Weekend adalah hari yang paling di nanti oleh Ann. Setiap weekend, ia akan menghabiskan waktunya dengan tidur sepuasnya, merawat diri di salon favorit, nonton bioskop atau sekedar window shopping seorang diri.
Ann memanfaatkan waktu libur dua hari itu dengan sebaik mungkin. Setelah lima hari sibuk dengan berbagai urusan di Perusahaan, sabtu-minggu adalah hari yang tidak bisa di ganggu gugat oleh siapapun. Siapapun, kecuali Papanya!
Dan saat masih terlena dalam buaian mimpi, ponselnya yang bergetar di meja nakas di samping ranjang mau tak mau membuat Ann membuka mata. Tangan mungilnya mulai meraba meja seukuran 50 cm berwarna putih itu untuk mencari benda pipih miliknya. Saat ponselnya terjamah, Ann membuka penutup mata bermotif leopard yang ia kenakan.
Papa Angry Bird is calling...
"Halo, Pa!"
"Ann, bangunlah! Temani Papa sarapan di bawah."
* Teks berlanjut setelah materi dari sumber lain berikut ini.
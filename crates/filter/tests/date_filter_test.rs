#![allow(clippy::unwrap_used, clippy::expect_used)]
//! Date filter integration tests.
//!
//! Operators, null management, invalid input and descriptions.

use std::sync::Arc;

use chrono::NaiveDate;
use serde_json::json;
use sieve_filter::diagnostics::Severity;
use sieve_filter::error::InvalidFilterValue;
use sieve_filter::filter::{DateFilter, Filter};
use sieve_filter::metadata::FieldType;
use sieve_filter::naming::CamelCaseToSnakeCaseNameConverter;
use sieve_filter::query::ParameterValue;
use sieve_test_utils::{Harness, properties, recording_core, rendered};

fn filter_with(policy: Option<&str>) -> (DateFilter, Arc<sieve_test_utils::RecordingSink>) {
    let (core, sink) = recording_core(Some(properties(&[("createdAt", policy)])));
    (DateFilter::new(core), sink)
}

fn run(filter: &DateFilter, harness: &mut Harness, value: serde_json::Value) -> Option<Vec<String>> {
    let mut pass = harness.pass();
    filter
        .filter_property("createdAt", &value, &mut pass)
        .map(|predicates| rendered(&predicates))
}

// -------------------------------------------------------------------------
// Operators
// -------------------------------------------------------------------------

#[test]
fn invalid_operator_value_drops_only_that_clause() {
    let (filter, sink) = filter_with(None);
    let mut harness = Harness::dummy();

    let wheres = run(
        &filter,
        &mut harness,
        json!({"after": "2023-01-01", "before": "not-a-date"}),
    );

    assert_eq!(wheres, Some(vec!["o.createdAt >= :createdAt_p1".to_string()]));
    assert_eq!(
        harness.value("createdAt_p1"),
        Some(&ParameterValue::Date(
            NaiveDate::from_ymd_opt(2023, 1, 1).unwrap()
        ))
    );
    assert_eq!(
        harness.query.parameter("createdAt_p1").unwrap().ty,
        Some(FieldType::DateTime)
    );
    assert_eq!(
        sink.entries(),
        vec![(
            Severity::Notice,
            InvalidFilterValue::InvalidDate {
                field: "createdAt".to_string()
            }
        )]
    );
}

#[test]
fn operators_map_to_comparisons_in_fixed_order() {
    let (filter, sink) = filter_with(None);
    let mut harness = Harness::dummy();

    let wheres = run(
        &filter,
        &mut harness,
        json!({
            "strictly_after": "2023-01-01T10:00:00",
            "after": "2023-01-01",
            "strictly_before": "2024-01-01T00:00:00+02:00",
            "before": "2024-06-30"
        }),
    )
    .unwrap();

    assert_eq!(
        wheres,
        vec![
            "o.createdAt <= :createdAt_p1",
            "o.createdAt < :createdAt_p2",
            "o.createdAt >= :createdAt_p3",
            "o.createdAt > :createdAt_p4",
        ]
    );
    assert!(sink.is_empty());
    assert!(matches!(
        harness.value("createdAt_p2"),
        Some(ParameterValue::DateTimeTz(_))
    ));
    assert!(matches!(
        harness.value("createdAt_p4"),
        Some(ParameterValue::DateTime(_))
    ));
}

#[test]
fn filter_property_does_not_touch_the_where_list() {
    let (filter, _sink) = filter_with(None);
    let mut harness = Harness::dummy();

    run(&filter, &mut harness, json!({"after": "2023-01-01"}));

    assert!(harness.query.wheres().is_empty());
    assert_eq!(harness.query.parameters().len(), 1);
}

#[test]
fn null_operator_values_are_skipped_silently() {
    let (filter, sink) = filter_with(None);
    let mut harness = Harness::dummy();

    let wheres = run(&filter, &mut harness, json!({"after": null, "unknown": "x"}));

    assert_eq!(wheres, Some(vec![]));
    assert!(sink.is_empty());
}

#[test]
fn non_string_operator_value_is_reported() {
    let (filter, sink) = filter_with(None);
    let mut harness = Harness::dummy();

    let wheres = run(&filter, &mut harness, json!({"after": ["2023-01-01"]}));

    assert_eq!(wheres, Some(vec![]));
    assert_eq!(
        sink.entries()[0].1,
        InvalidFilterValue::ExpectedString {
            operator: "after".to_string()
        }
    );
    assert!(harness.query.parameters().is_empty());
}

#[test]
fn impossible_calendar_dates_are_rejected() {
    let (filter, sink) = filter_with(None);
    let mut harness = Harness::dummy();

    let wheres = run(&filter, &mut harness, json!({"before": "2023-02-30"}));

    assert_eq!(wheres, Some(vec![]));
    assert_eq!(sink.len(), 1);
}

#[test]
fn rejected_clauses_do_not_consume_parameter_names() {
    let (filter, _sink) = filter_with(None);
    let mut harness = Harness::dummy();

    let wheres = run(
        &filter,
        &mut harness,
        json!({"before": "garbage", "after": "2023-01-01"}),
    );

    assert_eq!(wheres, Some(vec!["o.createdAt >= :createdAt_p1".to_string()]));
}

// -------------------------------------------------------------------------
// Applicability
// -------------------------------------------------------------------------

#[test]
fn scalar_value_is_not_applicable() {
    let (filter, sink) = filter_with(None);
    let mut harness = Harness::dummy();

    assert_eq!(run(&filter, &mut harness, json!("2023-01-01")), None);
    assert!(sink.is_empty());
}

#[test]
fn non_date_and_disabled_properties_are_not_applicable() {
    let (core, _sink) = recording_core(None);
    let filter = DateFilter::new(core);
    let mut harness = Harness::dummy();
    let value = json!({"after": "2023-01-01"});

    let mut pass = harness.pass();
    assert!(filter.filter_property("age", &value, &mut pass).is_none());
    assert!(filter.filter_property("missing", &value, &mut pass).is_none());
    // Nested properties must be listed explicitly.
    assert!(
        filter
            .filter_property("relatedDummy.dummyDate", &value, &mut pass)
            .is_none()
    );
    assert!(filter.filter_property("dummyDate", &value, &mut pass).is_some());
    assert!(filter.filter_property("updatedAt", &value, &mut pass).is_some());
}

#[test]
fn unlisted_property_is_not_applicable() {
    let (filter, _sink) = filter_with(None);
    let mut harness = Harness::dummy();
    let mut pass = harness.pass();

    assert!(
        filter
            .filter_property("dummyDate", &json!({"after": "2023-01-01"}), &mut pass)
            .is_none()
    );
}

#[test]
fn query_without_root_alias_is_not_applicable() {
    let (filter, sink) = filter_with(None);
    let mut harness = Harness::unaliased();

    assert_eq!(run(&filter, &mut harness, json!({"after": "2023-01-01"})), None);
    assert!(harness.query.parameters().is_empty());
    assert!(sink.is_empty());
}

#[test]
fn nested_property_is_joined() {
    let (core, _sink) = recording_core(Some(properties(&[("relatedDummy.dummyDate", None)])));
    let filter = DateFilter::new(core);
    let mut harness = Harness::dummy();

    let wheres = {
        let mut pass = harness.pass();
        filter
            .filter_property(
                "relatedDummy.dummyDate",
                &json!({"after": "2023-01-01"}),
                &mut pass,
            )
            .unwrap()
    };

    assert_eq!(
        rendered(&wheres),
        vec!["relatedDummy_a1.dummyDate >= :dummyDate_p1"]
    );
    assert_eq!(harness.query.joins().len(), 1);
    assert_eq!(harness.query.joins()[0].path, "o.relatedDummy");
}

// -------------------------------------------------------------------------
// Null management
// -------------------------------------------------------------------------

fn single(policy: &str, operator: &str) -> String {
    let (filter, _sink) = filter_with(Some(policy));
    let mut harness = Harness::dummy();
    let mut value = serde_json::Map::new();
    value.insert(operator.to_string(), json!("2023-01-01"));
    let mut wheres = run(&filter, &mut harness, value.into()).unwrap();
    assert_eq!(wheres.len(), 1);
    wheres.remove(0)
}

#[test]
fn exclude_null_checks_not_null_first() {
    assert_eq!(
        single("exclude_null", "after"),
        "(o.createdAt IS NOT NULL AND o.createdAt >= :createdAt_p1)"
    );
    assert_eq!(
        single("exclude_null", "strictly_before"),
        "(o.createdAt IS NOT NULL AND o.createdAt < :createdAt_p1)"
    );
}

#[test]
fn include_null_before() {
    assert_eq!(
        single("include_null_before", "before"),
        "(o.createdAt <= :createdAt_p1 OR o.createdAt IS NULL)"
    );
    assert_eq!(
        single("include_null_before", "strictly_before"),
        "(o.createdAt < :createdAt_p1 OR o.createdAt IS NULL)"
    );
    assert_eq!(
        single("include_null_before", "after"),
        "(o.createdAt >= :createdAt_p1 AND o.createdAt IS NOT NULL)"
    );
}

#[test]
fn include_null_after() {
    assert_eq!(
        single("include_null_after", "strictly_after"),
        "(o.createdAt > :createdAt_p1 OR o.createdAt IS NULL)"
    );
    assert_eq!(
        single("include_null_after", "before"),
        "(o.createdAt <= :createdAt_p1 AND o.createdAt IS NOT NULL)"
    );
}

#[test]
fn include_null_before_and_after() {
    for operator in ["before", "strictly_before", "after", "strictly_after"] {
        let rendered = single("include_null_before_and_after", operator);
        assert!(rendered.ends_with(" OR o.createdAt IS NULL)"), "{rendered}");
    }
}

#[test]
fn unrecognized_policy_still_excludes_null() {
    assert_eq!(
        single("sometimes_null", "after"),
        "(o.createdAt >= :createdAt_p1 AND o.createdAt IS NOT NULL)"
    );
}

#[test]
fn no_policy_keeps_the_bare_comparison() {
    let (filter, _sink) = filter_with(None);
    let mut harness = Harness::dummy();
    let wheres = run(&filter, &mut harness, json!({"before": "2023-01-01"})).unwrap();
    assert_eq!(wheres, vec!["o.createdAt <= :createdAt_p1"]);
}

#[test]
fn null_managed_fragment_renders_to_sql() {
    let (filter, _sink) = filter_with(Some("include_null_after"));
    let mut harness = Harness::dummy();
    let predicates = {
        let mut pass = harness.pass();
        filter
            .filter_property("createdAt", &json!({"after": "2023-01-01"}), &mut pass)
            .unwrap()
    };
    for predicate in predicates {
        sieve_filter::query::QueryTarget::and_where(&mut harness.query, predicate);
    }

    let sql = harness.query.to_sql().unwrap();
    sieve_test_utils::assert::contains(&sql, "\"o\".\"createdAt\" >= '2023-01-01'");
    sieve_test_utils::assert::contains(&sql, "OR \"o\".\"createdAt\" IS NULL");
}

// -------------------------------------------------------------------------
// Descriptions
// -------------------------------------------------------------------------

#[test]
fn description_covers_every_date_field_and_operator() {
    let (core, _sink) = recording_core(None);
    let description = DateFilter::new(core).description("Dummy");

    assert_eq!(description.len(), 12);
    let entry = &description["createdAt[strictly_after]"];
    assert_eq!(entry.property, "createdAt");
    assert_eq!(entry.value_type, "DateTimeInterface");
    assert!(!entry.required);
    assert!(description.contains_key("dummyDate[before]"));
    assert!(!description.keys().any(|k| k.starts_with("age")));
}

#[test]
fn description_uses_public_names() {
    let (core, _sink) = recording_core(Some(properties(&[("createdAt", None)])));
    let core = core.with_name_converter(Arc::new(CamelCaseToSnakeCaseNameConverter));
    let description = DateFilter::new(core).description("Dummy");

    let keys: Vec<&str> = description.keys().map(String::as_str).collect();
    assert_eq!(
        keys,
        vec![
            "created_at[after]",
            "created_at[before]",
            "created_at[strictly_after]",
            "created_at[strictly_before]",
        ]
    );
    assert_eq!(description["created_at[after]"].property, "created_at");
}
"Pa, masih jam berapa iniiii," sungut Ann seraya memperhatikan jam dinding di atas meja kerjanya. Jam 10 siang. Ann terbelalak.
"Ada yang ingin Papa bicarakan denganmu, cepatlah turun!"
"Ck, Papa, ih! Ya udah, Ann mandi dulu!"
Ann memutuskan sambungan telefon dan melempar ponselnya ke sembarang arah di ranjang berukuran king size miliknya. Ia bergegas turun dari ranjang berseprai putih itu dengan sedikit kesal. Awas saja kalo Papa memaksanya menikah lagi kali ini!
Tepat satu jam kemudian, Ann turun ke lantai satu melewati tangga utama. Ia sedikit mengulur waktu agar Papanya segera pergi dan urung membicarakan hal penting itu. Ann sudah tahu pasti apa yang akan Papanya bicarakan.
"Selamat pagi, Putriku Annastasia!" sapa Jonathan begitu melihat Ann berjalan pelan ke meja makan.
Ann tak menyahut, wajahnya sudah terlipat dan kusut sejak Papanya membangunkan tidur nyenyaknya tadi.
"Sini, sini. Sarapan dulu," titah Jonathan seraya berdiri dan menarikkan kursi untuk Putrinya dengan sumringah.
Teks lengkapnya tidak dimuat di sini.